(Records contained in a dataset)
#[cfg(feature = "serde")]
use serde::{Deserialize, Serialize};

/// Signed-in user as returned by `GET /api/users/profile`.
#[derive(Debug, Clone, PartialEq, Eq)]
#[cfg_attr(feature = "serde", derive(Serialize, Deserialize))]
pub struct UserProfile {
    pub username: String,
    #[cfg_attr(feature = "serde", serde(default))]
    pub email: String,
    #[cfg_attr(feature = "serde", serde(default))]
    pub role: Option<String>,
    #[cfg_attr(feature = "serde", serde(default))]
    pub phone: Option<String>,
    #[cfg_attr(feature = "serde", serde(default))]
    pub dob: Option<String>,
}

impl UserProfile {
    /// Two-letter avatar initials, `U` when the username is empty.
    pub fn initials(&self) -> String {
        let initials: String =
            self.username.chars().take(2).collect::<String>().to_uppercase();
        if initials.is_empty() {
            "U".to_string()
        } else {
            initials
        }
    }
}

#[derive(Clone, PartialEq, Eq)]
#[cfg_attr(feature = "serde", derive(Serialize, Deserialize))]
pub struct Credentials {
    pub username: String,
    pub password: String,
}

impl std::fmt::Debug for Credentials {
    fn fmt(&self, f: &mut std::fmt::Formatter<'_>) -> std::fmt::Result {
        f.debug_struct("Credentials")
            .field("username", &self.username)
            .field("password", &"<redacted>")
            .finish()
    }
}

#[derive(Clone, PartialEq, Eq)]
#[cfg_attr(feature = "serde", derive(Serialize, Deserialize))]
pub struct Registration {
    pub username: String,
    pub email: String,
    pub password: String,
    #[cfg_attr(
        feature = "serde",
        serde(default, skip_serializing_if = "Option::is_none")
    )]
    pub phone: Option<String>,
    #[cfg_attr(
        feature = "serde",
        serde(default, skip_serializing_if = "Option::is_none")
    )]
    pub dob: Option<String>,
}

impl std::fmt::Debug for Registration {
    fn fmt(&self, f: &mut std::fmt::Formatter<'_>) -> std::fmt::Result {
        f.debug_struct("Registration")
            .field("username", &self.username)
            .field("email", &self.email)
            .field("password", &"<redacted>")
            .finish_non_exhaustive()
    }
}

/// Result of a successful login.
#[derive(Clone, PartialEq, Eq)]
#[cfg_attr(feature = "serde", derive(Serialize, Deserialize))]
pub struct Session {
    #[cfg_attr(feature = "serde", serde(alias = "access_token", alias = "accessToken"))]
    pub token: String,
    #[cfg_attr(feature = "serde", serde(default))]
    pub user: Option<UserProfile>,
}

impl std::fmt::Debug for Session {
    fn fmt(&self, f: &mut std::fmt::Formatter<'_>) -> std::fmt::Result {
        f.debug_struct("Session")
            .field("token", &"<redacted>")
            .field("user", &self.user)
            .finish()
    }
}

• WHAT NEEDS TO BE DONE
Could you reproduce all of the entries above exactly?

• OUTPUT
#[cfg(feature = "serde")]
use serde::{Deserialize, Serialize};

/// Signed-in user as returned by `GET /api/users/profile`.
#[derive(Debug, Clone, PartialEq, Eq)]
#[cfg_attr(feature = "serde", derive(Serialize, Deserialize))]
pub struct UserProfile {
    pub username: String,
    #[cfg_attr(feature = "serde", serde(default))]
    pub email: String,
    #[cfg_attr(feature = "serde", serde(default))]
    pub role: Option<String>,
    #[cfg_attr(feature = "serde", serde(default))]
    pub phone: Option<String>,
    #[cfg_attr(feature = "serde", serde(default))]
    pub dob: Option<String>,
}

impl UserProfile {
    /// Two-letter avatar initials, `U` when the username is empty.
    pub fn initials(&self) -> String {
        let initials: String =
            self.username.chars().take(2).collect::<String>().to_uppercase();
        if initials.is_empty() {
            "U".to_string()
        } else {
            initials
        }
    }
}

#[derive(Clone, PartialEq, Eq)]
#[cfg_attr(feature = "serde", derive(Serialize, Deserialize))]
pub struct Credentials {
    pub username: String,
    pub password: String,
}

impl std::fmt::Debug for Credentials {
    fn fmt(&self, f: &mut std::fmt::Formatter<'_>) -> std::fmt::Result {
        f.debug_struct("Credentials")
            .field("username", &self.username)
            .field("password", &"<redacted>")
            .finish()
    }
}

#[derive(Clone, PartialEq, Eq)]
#[cfg_attr(feature = "serde", derive(Serialize, Deserialize))]
pub struct Registration {
    pub username: String,
    pub email: String,
    pub password: String,
    #[cfg_attr(
        feature = "serde",
        serde(default, skip_serializing_if = "Option::is_none")
    )]
    pub phone: Option<String>,
    #[cfg_attr(
        feature = "serde",
        serde(default, skip_serializing_if = "Option::is_none")
    )]
    pub dob: Option<String>,
}

impl std::fmt::Debug for Registration {
    fn fmt(&self, f: &mut std::fmt::Formatter<'_>) -> std::fmt::Result {
        f.debug_struct("Registration")
            .field("username", &self.username)
            .field("email", &self.email)
            .field("password", &"<redacted>")
            .finish_non_exhaustive()
    }
}

/// Result of a successful login.
#[derive(Clone, PartialEq, Eq)]
#[cfg_attr(feature = "serde", derive(Serialize, Deserialize))]
pub struct Session {
    #[cfg_attr(feature = "serde", serde(alias = "access_token", alias = "accessToken"))]
    pub token: String,
    #[cfg_attr(feature = "serde", serde(default))]
    pub user: Option<UserProfile>,
}

impl std::fmt::Debug for Session {
    fn fmt(&self, f: &mut std::fmt::Formatter<'_>) -> std::fmt::Result {
        f.debug_struct("Session")
            .field("token", &"<redacted>")
            .field("user", &self.user)
            .finish()
    }
}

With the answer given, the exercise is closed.